(Extracted data entries)

● ● ● ● ● ● ●

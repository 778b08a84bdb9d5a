//! Read access to the system keychain.
//!
//! The entries read here are owned by another program. This module never
//! writes or deletes them.
//!
//! - macOS: Keychain Services
//! - Linux: Secret Service (GNOME Keyring, KDE Wallet)
//!
//! ## Silent reads
//!
//! A keychain read can block on a system authorization prompt. Background
//! callers use [`KeychainApi::get_silent`], which runs the read on a blocking
//! thread and gives up after a short timeout, reporting
//! [`KeychainError::Locked`] instead of waiting for the user.

use std::time::Duration;

use async_trait::async_trait;
use keyring::Entry;
use tracing::{debug, warn};

use crate::error::KeychainError;

/// Default bound on a silent read.
pub const DEFAULT_SILENT_TIMEOUT: Duration = Duration::from_millis(1500);

// ============================================================================
// Keychain API Trait
// ============================================================================

/// Read-only API for secure credential storage.
#[async_trait]
pub trait KeychainApi: Send + Sync {
    /// Reads a secret, allowing the platform to prompt the user.
    ///
    /// # Returns
    /// * `Ok(Some(secret))` - Secret found
    /// * `Ok(None)` - No entry
    /// * `Err(e)` - Error accessing keychain
    async fn get(&self, service: &str, account: &str) -> Result<Option<String>, KeychainError>;

    /// Reads a secret without ever waiting on a user prompt.
    ///
    /// Returns `Err(KeychainError::Locked)` when the store would need one.
    async fn get_silent(
        &self,
        service: &str,
        account: &str,
    ) -> Result<Option<String>, KeychainError>;

    /// Checks if an entry exists without waiting on a prompt.
    ///
    /// A locked entry counts as existing.
    async fn exists(&self, service: &str, account: &str) -> bool {
        matches!(
            self.get_silent(service, account).await,
            Ok(Some(_)) | Err(KeychainError::Locked | KeychainError::AccessDenied)
        )
    }
}

// ============================================================================
// System Keychain Implementation
// ============================================================================

/// Implementation backed by the `keyring` crate.
#[derive(Debug, Clone)]
pub struct SystemKeychain {
    silent_timeout: Duration,
}

impl SystemKeychain {
    /// Creates a system keychain with the default silent timeout.
    pub fn new() -> Self {
        Self {
            silent_timeout: DEFAULT_SILENT_TIMEOUT,
        }
    }

    /// Overrides how long a silent read may take.
    #[must_use]
    pub fn with_silent_timeout(mut self, timeout: Duration) -> Self {
        self.silent_timeout = timeout;
        self
    }

    fn read_blocking(service: &str, account: &str) -> Result<Option<String>, KeychainError> {
        let entry =
            Entry::new(service, account).map_err(|e| KeychainError::Platform(e.to_string()))?;

        match entry.get_password() {
            Ok(secret) if secret.is_empty() => Ok(None),
            Ok(secret) => Ok(Some(secret)),
            Err(keyring::Error::NoEntry) => Ok(None),
            Err(e) => Err(e.into()),
        }
    }

    async fn read(service: &str, account: &str) -> Result<Option<String>, KeychainError> {
        let service_owned = service.to_string();
        let account_owned = account.to_string();
        tokio::task::spawn_blocking(move || Self::read_blocking(&service_owned, &account_owned))
            .await
            .map_err(|e| KeychainError::Other(format!("keychain task failed: {e}")))?
    }
}

impl Default for SystemKeychain {
    fn default() -> Self {
        Self::new()
    }
}

#[async_trait]
impl KeychainApi for SystemKeychain {
    async fn get(&self, service: &str, account: &str) -> Result<Option<String>, KeychainError> {
        debug!(service = %service, account = %account, "Reading keychain entry");

        let result = Self::read(service, account).await;
        if let Err(ref e) = result {
            warn!(service = %service, account = %account, error = %e, "Keychain read failed");
        }
        result
    }

    async fn get_silent(
        &self,
        service: &str,
        account: &str,
    ) -> Result<Option<String>, KeychainError> {
        debug!(service = %service, account = %account, "Reading keychain entry silently");

        match tokio::time::timeout(self.silent_timeout, Self::read(service, account)).await {
            Ok(Err(KeychainError::AccessDenied)) => Err(KeychainError::Locked),
            Ok(result) => result,
            Err(_) => {
                debug!(
                    service = %service,
                    timeout_ms = self.silent_timeout.as_millis(),
                    "Silent keychain read timed out"
                );
                Err(KeychainError::Locked)
            }
        }
    }
}
//! Config command - manage configuration.

use anyhow::{Context, Result};
use clap::{Args, Subcommand, ValueEnum};
use tokeneater_store::{
    SettingsStore, default_app_support_dir, default_config_dir, default_levels_path,
    default_settings_path,
};
use tracing::info;

use crate::output::{JsonFormatter, TextFormatter};
use crate::{Cli, OutputFormat};

/// Arguments for the config command.
#[derive(Args)]
pub struct ConfigArgs {
    #[command(subcommand)]
    pub action: ConfigAction,
}

/// On/off switch.
#[derive(Debug, Clone, Copy, PartialEq, Eq, ValueEnum)]
pub enum Toggle {
    /// Enable.
    On,
    /// Disable.
    Off,
}

impl Toggle {
    fn enabled(self) -> bool {
        self == Toggle::On
    }
}

/// Config subcommands.
#[derive(Subcommand)]
pub enum ConfigAction {
    /// Show current configuration.
    Show,

    /// Show configuration paths.
    Path,

    /// Set the warning and critical thresholds, in percent.
    Thresholds {
        /// Warning threshold.
        warning: u8,
        /// Critical threshold, above the warning threshold.
        critical: u8,
    },

    /// Enable or disable the SOCKS5 proxy.
    Proxy {
        /// on or off.
        state: Toggle,
        /// Proxy host.
        #[arg(long)]
        host: Option<String>,
        /// Proxy port.
        #[arg(long)]
        port: Option<u16>,
    },

    /// Set the polling interval, in seconds.
    Interval {
        /// Seconds between refreshes.
        secs: u64,
    },

    /// Enable or disable threshold alerts.
    Notifications {
        /// on or off.
        state: Toggle,
    },

    /// Reset to defaults.
    Reset,
}

/// Runs the config command.
pub async fn run(args: &ConfigArgs, cli: &Cli) -> Result<()> {
    if matches!(args.action, ConfigAction::Path) {
        return show_paths(cli);
    }

    let store = SettingsStore::load_default().await;
    apply(&args.action, &store).await?;

    match &args.action {
        ConfigAction::Show => show_config(&store, cli).await,
        _ if cli.quiet => Ok(()),
        ConfigAction::Reset => {
            println!("Configuration reset to defaults");
            Ok(())
        }
        _ => {
            println!("Saved to {}", store.path().display());
            Ok(())
        }
    }
}

/// Applies a mutating action to the store. `Show` and `Path` change nothing.
pub async fn apply(action: &ConfigAction, store: &SettingsStore) -> Result<()> {
    match action {
        ConfigAction::Show | ConfigAction::Path => {}
        ConfigAction::Thresholds { warning, critical } => {
            store
                .set_thresholds(*warning, *critical)
                .await
                .context("Invalid thresholds")?;
            info!(warning, critical, "Thresholds updated");
        }
        ConfigAction::Proxy { state, host, port } => {
            let mut proxy = store.proxy().await;
            proxy.enabled = state.enabled();
            if let Some(host) = host {
                proxy.host.clone_from(host);
            }
            if let Some(port) = port {
                proxy.port = *port;
            }
            store.set_proxy(proxy).await.context("Invalid proxy")?;
            info!(enabled = state.enabled(), "Proxy updated");
        }
        ConfigAction::Interval { secs } => {
            store
                .set_poll_interval(*secs)
                .await
                .context("Invalid polling interval")?;
            info!(secs, "Polling interval updated");
        }
        ConfigAction::Notifications { state } => {
            store.set_notifications_enabled(state.enabled()).await?;
            info!(enabled = state.enabled(), "Notifications updated");
        }
        ConfigAction::Reset => {
            store.reset().await?;
            info!(path = %store.path().display(), "Settings reset");
        }
    }
    Ok(())
}

async fn show_config(store: &SettingsStore, cli: &Cli) -> Result<()> {
    let settings = store.get().await;

    match cli.format {
        OutputFormat::Text => {
            println!("{}", TextFormatter::new(!cli.no_color).format_settings(&settings));
        }
        OutputFormat::Json => {
            println!("{}", JsonFormatter::new(cli.pretty).format(&settings)?);
        }
    }

    Ok(())
}

fn show_paths(cli: &Cli) -> Result<()> {
    let config_dir = default_config_dir();
    let settings_path = default_settings_path();
    let levels_path = default_levels_path();
    let shared_dir = default_app_support_dir();

    match cli.format {
        OutputFormat::Text => {
            println!("Configuration Paths");
            println!("{}", "─".repeat(40));
            println!();
            println!("Config dir:    {}", config_dir.display());
            println!("Settings file: {}", settings_path.display());
            println!("Alert levels:  {}", levels_path.display());
            println!("Shared state:  {}", shared_dir.display());
        }
        OutputFormat::Json => {
            let paths = serde_json::json!({
                "config_dir": config_dir.display().to_string(),
                "settings_file": settings_path.display().to_string(),
                "levels_file": levels_path.display().to_string(),
                "shared_dir": shared_dir.display().to_string(),
            });
            let formatter = JsonFormatter::new(cli.pretty);
            println!("{}", formatter.format(&paths)?);
        }
    }

    Ok(())
}
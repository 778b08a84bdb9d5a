//! Signout command - forget the credential, cache and alert levels.

use anyhow::Result;

use super::open_engine;
use crate::Cli;

/// Runs the signout command.
pub async fn run(cli: &Cli) -> Result<()> {
    let engine = open_engine().await?;
    engine.sign_out().await?;

    if !cli.quiet {
        println!("Signed out. Cached usage and alert levels cleared.");
    }
    Ok(())
}
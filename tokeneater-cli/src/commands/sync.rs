//! Sync command - run one refresh cycle as the sync owner.

use anyhow::Result;
use chrono::Utc;
use tokeneater_core::PacingCalculator;
use tracing::info;

use super::open_engine;
use crate::output::{JsonFormatter, TextFormatter};
use crate::{Cli, OutputFormat};

/// Runs the sync command.
///
/// The error is returned as a `SyncError` so the exit code reflects its class.
pub async fn run(cli: &Cli) -> Result<()> {
    let engine = open_engine().await?;
    let state = engine.refresh().await?;
    info!(fetched_at = %state.fetched_at, "Sync complete");

    if cli.quiet {
        return Ok(());
    }

    let now = Utc::now();
    let thresholds = engine.settings().thresholds().await;
    let pacing = PacingCalculator::calculate(&state.snapshot, now);

    match cli.format {
        OutputFormat::Text => {
            let formatter = TextFormatter::new(!cli.no_color);
            println!(
                "{}",
                formatter.format_usage(&state.snapshot, pacing.as_ref(), thresholds, now)
            );
        }
        OutputFormat::Json => {
            let formatter = JsonFormatter::new(cli.pretty);
            println!(
                "{}",
                formatter.format_sync(&state, pacing.as_ref(), thresholds, &engine.error_state())?
            );
        }
    }

    Ok(())
}
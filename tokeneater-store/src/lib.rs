// Lint configuration for this crate
#![warn(missing_docs)]
#![warn(clippy::all)]
#![warn(clippy::pedantic)]
#![allow(clippy::module_name_repetitions)]
#![allow(clippy::must_use_candidate)]

//! # `TokenEater` Store
//!
//! Durable state for `TokenEater`.
//!
//! This crate provides:
//!
//! - **SharedStateStore**: the cross-process document holding the credential,
//!   the last good snapshot, and published display settings
//! - **SettingsStore**: process-local preferences with change notification
//! - **LevelStore**: last notified level per metric
//! - **Persistence**: atomic JSON writes with owner-only permissions
//!
//! ## Usage
//!
//! ```ignore
//! use tokeneater_store::{FileSharedStateStore, SharedStateStore, SettingsStore};
//!
//! let shared = FileSharedStateStore::open_default().await?;
//! let settings = SettingsStore::load_default().await;
//!
//! if let Some(cached) = shared.read().await {
//!     println!("fetched at {}", cached.fetched_at);
//! }
//!
//! let mut rx = settings.subscribe();
//! while rx.changed().await.is_ok() {
//!     println!("Settings updated!");
//! }
//! ```

pub mod error;
pub mod levels;
pub mod migration;
pub mod persistence;
pub mod settings_store;
pub mod shared_state;

pub use error::StoreError;
pub use levels::{FileLevelStore, LevelStore, MemoryLevelStore, level_key};
pub use migration::{MigrationOutcome, migrate_legacy};
pub use persistence::{
    default_app_support_dir, default_config_dir, default_levels_path, default_settings_path,
    ensure_dir, load_json, load_json_or_default, save_json, write_atomic,
};
pub use settings_store::{
    DEFAULT_DISPLAY_INTERVAL_SECS, DEFAULT_POLL_INTERVAL_SECS, DEFAULT_STALE_BUDGET_SECS,
    MIN_POLL_INTERVAL_SECS, Settings, SettingsStore,
};
pub use shared_state::{
    FileSharedStateStore, LEGACY_SHARED_DIR_NAME, MemorySharedStateStore, SHARED_DIR_NAME,
    SHARED_FILE_NAME, SharedData, SharedMutation, SharedStateStore,
};

#[cfg(test)]
mod persistence_tests;
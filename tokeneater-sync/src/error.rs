//! Sync error types.

use serde::Serialize;
use thiserror::Error;
use tokeneater_fetch::{FetchError, KeychainError};
use tokeneater_store::StoreError;

/// Outcome of a failed sync cycle.
#[derive(Debug, Clone, PartialEq, Eq, Error)]
pub enum SyncError {
    /// No credential is stored and none could be read.
    #[error("No credential configured")]
    NoCredential,

    /// The secure store needs interactive authorization.
    #[error("Secure store is locked")]
    VaultLocked,

    /// The server rejected the credential.
    #[error("Token expired or rejected")]
    AuthFailure,

    /// Transport failure.
    #[error("Network error: {0}")]
    Network(String),

    /// Unexpected HTTP status.
    #[error("HTTP error {0}")]
    Http(u16),

    /// The response held no decodable bucket.
    #[error("Malformed response: {0}")]
    MalformedResponse(String),

    /// The shared state could not be written.
    #[error("Store error: {0}")]
    Store(String),

    /// The cycle was cancelled before its result was applied.
    #[error("Sync cancelled")]
    Cancelled,
}

impl SyncError {
    /// Returns true if the next poll may succeed without outside help.
    pub fn is_transient(&self) -> bool {
        matches!(
            self,
            SyncError::VaultLocked
                | SyncError::Network(_)
                | SyncError::Http(_)
                | SyncError::MalformedResponse(_)
                | SyncError::Store(_)
        )
    }

    /// Returns true if the failure holds until the credential changes.
    pub fn is_sticky(&self) -> bool {
        matches!(self, SyncError::AuthFailure)
    }
}

impl From<FetchError> for SyncError {
    fn from(err: FetchError) -> Self {
        match err {
            FetchError::AuthFailure { .. } => SyncError::AuthFailure,
            FetchError::Http(code) => SyncError::Http(code),
            FetchError::MalformedResponse(msg) => SyncError::MalformedResponse(msg),
            FetchError::Network(e) => SyncError::Network(e.to_string()),
            FetchError::Proxy(msg) | FetchError::InvalidUrl(msg) => SyncError::Network(msg),
        }
    }
}

impl From<StoreError> for SyncError {
    fn from(err: StoreError) -> Self {
        SyncError::Store(err.to_string())
    }
}

impl From<KeychainError> for SyncError {
    fn from(_: KeychainError) -> Self {
        SyncError::VaultLocked
    }
}

// ============================================================================
// Error State
// ============================================================================

/// Last sync outcome, as presented to users.
#[derive(Debug, Clone, Default, PartialEq, Eq, Serialize)]
#[serde(rename_all = "camelCase", tag = "kind", content = "message")]
pub enum ErrorState {
    /// Last cycle succeeded, or nothing has run yet.
    #[default]
    None,
    /// No credential is available.
    NotConfigured,
    /// The credential was rejected.
    TokenExpired,
    /// The secure store needs unlocking.
    VaultLocked,
    /// Transient failure with a description.
    Network(String),
}

impl ErrorState {
    /// Returns true when there is nothing to report.
    pub fn is_none(&self) -> bool {
        matches!(self, ErrorState::None)
    }

    /// Short description for display.
    pub fn message(&self) -> Option<String> {
        match self {
            ErrorState::None => None,
            ErrorState::NotConfigured => Some("Not configured".to_string()),
            ErrorState::TokenExpired => Some("Token expired".to_string()),
            ErrorState::VaultLocked => Some("Keychain locked".to_string()),
            ErrorState::Network(msg) => Some(msg.clone()),
        }
    }
}

impl From<&SyncError> for ErrorState {
    fn from(err: &SyncError) -> Self {
        match err {
            SyncError::NoCredential => ErrorState::NotConfigured,
            SyncError::VaultLocked => ErrorState::VaultLocked,
            SyncError::AuthFailure => ErrorState::TokenExpired,
            SyncError::Cancelled => ErrorState::None,
            other => ErrorState::Network(other.to_string()),
        }
    }
}
// Lint configuration for this crate
#![warn(clippy::all)]
#![warn(clippy::pedantic)]
#![allow(clippy::module_name_repetitions)]
#![allow(clippy::must_use_candidate)]

//! TokenEater CLI - usage quota monitoring from the command line.
//!
//! # Examples
//!
//! ```bash
//! # Show the last synced usage (read-only)
//! tokeneater
//!
//! # Run one sync cycle
//! tokeneater sync
//!
//! # Poll until Ctrl-C
//! tokeneater watch --interval 120
//!
//! # JSON output
//! tokeneater status --format json --pretty
//!
//! # Route requests through a SOCKS5 proxy
//! tokeneater config proxy on --host 127.0.0.1 --port 1080
//! ```

mod commands;
mod output;

use anyhow::Result;
use clap::{Parser, Subcommand, ValueEnum};
use tokeneater_sync::SyncError;
use tracing_subscriber::{EnvFilter, fmt, prelude::*};

use commands::{check, config, signout, status, sync, watch};

// ============================================================================
// CLI Definition
// ============================================================================

/// TokenEater CLI - usage quota monitoring.
#[derive(Parser)]
#[command(name = "tokeneater")]
#[command(about = "Usage quota monitoring CLI")]
#[command(long_about = r#"
TokenEater keeps a local cache of your usage quotas so that every surface
can show them without hitting the network.

Only `sync` and `watch` talk to the server. Everything else reads the
shared state written by the last sync.

Examples:
  tokeneater                     # Last synced usage
  tokeneater sync                # One refresh cycle
  tokeneater watch               # Poll until Ctrl-C
  tokeneater --format json       # JSON output
  tokeneater config thresholds 50 80
"#)]
#[command(version)]
#[command(author = "TokenEater Contributors")]
pub struct Cli {
    /// Subcommand to run. If none, runs 'status' by default.
    #[command(subcommand)]
    pub command: Option<Commands>,

    /// Output format (text or json).
    #[arg(long, short = 'f', default_value = "text", global = true)]
    pub format: OutputFormat,

    /// Pretty-print JSON output.
    #[arg(long, global = true)]
    pub pretty: bool,

    /// Verbose output (show debug info).
    #[arg(long, short, global = true)]
    pub verbose: bool,

    /// Disable colored output.
    #[arg(long, global = true)]
    pub no_color: bool,

    /// Quiet mode (minimal output).
    #[arg(long, short, global = true)]
    pub quiet: bool,
}

/// CLI commands.
#[derive(Subcommand)]
pub enum Commands {
    /// Show the last synced usage (default if no command specified).
    #[command(visible_alias = "s")]
    Status,

    /// Run one refresh cycle.
    Sync,

    /// Poll on an interval until interrupted.
    #[command(visible_alias = "w")]
    Watch(watch::WatchArgs),

    /// Test the stored credential against the server.
    Check(check::CheckArgs),

    /// Manage configuration.
    Config(config::ConfigArgs),

    /// Forget the stored credential, cached usage and alert levels.
    Signout,
}

/// Output format options.
#[derive(Debug, Clone, Copy, PartialEq, Eq, ValueEnum, Default)]
pub enum OutputFormat {
    /// Human-readable text with colors.
    #[default]
    Text,
    /// JSON output for scripting.
    Json,
}

/// CLI exit codes.
#[derive(Debug, Clone, Copy, PartialEq, Eq)]
#[repr(i32)]
pub enum ExitCode {
    /// Success.
    Success = 0,
    /// General error.
    Error = 1,
    /// No credential is configured.
    NotConfigured = 2,
    /// The credential was rejected.
    AuthFailure = 3,
    /// Transient failure; retrying later may succeed.
    Transient = 4,
}

impl ExitCode {
    /// Picks the exit code for a failed command.
    pub fn for_error(err: &anyhow::Error) -> Self {
        match err.downcast_ref::<SyncError>() {
            Some(SyncError::NoCredential) => ExitCode::NotConfigured,
            Some(e) if e.is_sticky() => ExitCode::AuthFailure,
            Some(e) if e.is_transient() => ExitCode::Transient,
            _ => ExitCode::Error,
        }
    }
}

// ============================================================================
// Logging Setup
// ============================================================================

fn setup_logging(verbose: bool, quiet: bool) {
    if quiet {
        return; // No logging in quiet mode
    }

    let filter = if verbose {
        EnvFilter::new("tokeneater=debug,tokeneater_sync=debug,tokeneater_fetch=debug,tokeneater_store=debug,info")
    } else {
        EnvFilter::try_from_default_env().unwrap_or_else(|_| {
            EnvFilter::new("tokeneater=warn,tokeneater_sync=warn,tokeneater_fetch=warn,tokeneater_store=warn")
        })
    };

    tracing_subscriber::registry()
        .with(
            fmt::layer()
                .with_target(false)
                .without_time()
                .with_writer(std::io::stderr),
        )
        .with(filter)
        .init();
}

// ============================================================================
// Main Entry Point
// ============================================================================

#[tokio::main]
async fn main() -> Result<()> {
    let cli = Cli::parse();

    setup_logging(cli.verbose, cli.quiet);

    let result = match &cli.command {
        Some(Commands::Status) | None => status::run(&cli).await,
        Some(Commands::Sync) => sync::run(&cli).await,
        Some(Commands::Watch(args)) => watch::run(args, &cli).await,
        Some(Commands::Check(args)) => check::run(args, &cli).await,
        Some(Commands::Config(args)) => config::run(args, &cli).await,
        Some(Commands::Signout) => signout::run(&cli).await,
    };

    if let Err(e) = result {
        if !cli.quiet {
            eprintln!("Error: {e}");
        }
        std::process::exit(ExitCode::for_error(&e) as i32);
    }

    Ok(())
}

#[cfg(test)]
mod tests {
    use super::*;

    #[test]
    fn test_exit_code_by_error_class() {
        let code = |e: SyncError| ExitCode::for_error(&anyhow::Error::from(e));

        assert_eq!(code(SyncError::NoCredential), ExitCode::NotConfigured);
        assert_eq!(code(SyncError::AuthFailure), ExitCode::AuthFailure);
        assert_eq!(code(SyncError::VaultLocked), ExitCode::Transient);
        assert_eq!(code(SyncError::Http(503)), ExitCode::Transient);
        assert_eq!(
            ExitCode::for_error(&anyhow::anyhow!("bad flag")),
            ExitCode::Error
        );
    }

    #[test]
    fn test_parse_defaults_to_status() {
        let cli = Cli::try_parse_from(["tokeneater"]).unwrap();
        assert!(cli.command.is_none());
        assert_eq!(cli.format, OutputFormat::Text);
    }

    #[test]
    fn test_parse_watch_interval() {
        let cli = Cli::try_parse_from(["tokeneater", "watch", "--interval", "30"]).unwrap();
        match cli.command {
            Some(Commands::Watch(args)) => assert_eq!(args.interval, Some(30)),
            _ => panic!("expected watch"),
        }
    }

    #[test]
    fn test_parse_global_format_after_subcommand() {
        let cli = Cli::try_parse_from(["tokeneater", "status", "--format", "json"]).unwrap();
        assert_eq!(cli.format, OutputFormat::Json);
    }
}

● ● ● ● ● ● ●

> [Instructions for the task]
Copy every line from the data that includes the string "derive".

> [Response to the exercise]
#[derive(Debug, Clone)]
#[derive(Args)]
#[derive(Debug, Clone, Copy, PartialEq, Eq, ValueEnum)]
#[derive(Subcommand)]
#[derive(Debug, Clone, PartialEq, Eq, Error)]
#[derive(Debug, Clone, Default, PartialEq, Eq, Serialize)]
#[derive(Parser)]
#[derive(Subcommand)]
#[derive(Debug, Clone, Copy, PartialEq, Eq, ValueEnum, Default)]
#[derive(Debug, Clone, Copy, PartialEq, Eq)]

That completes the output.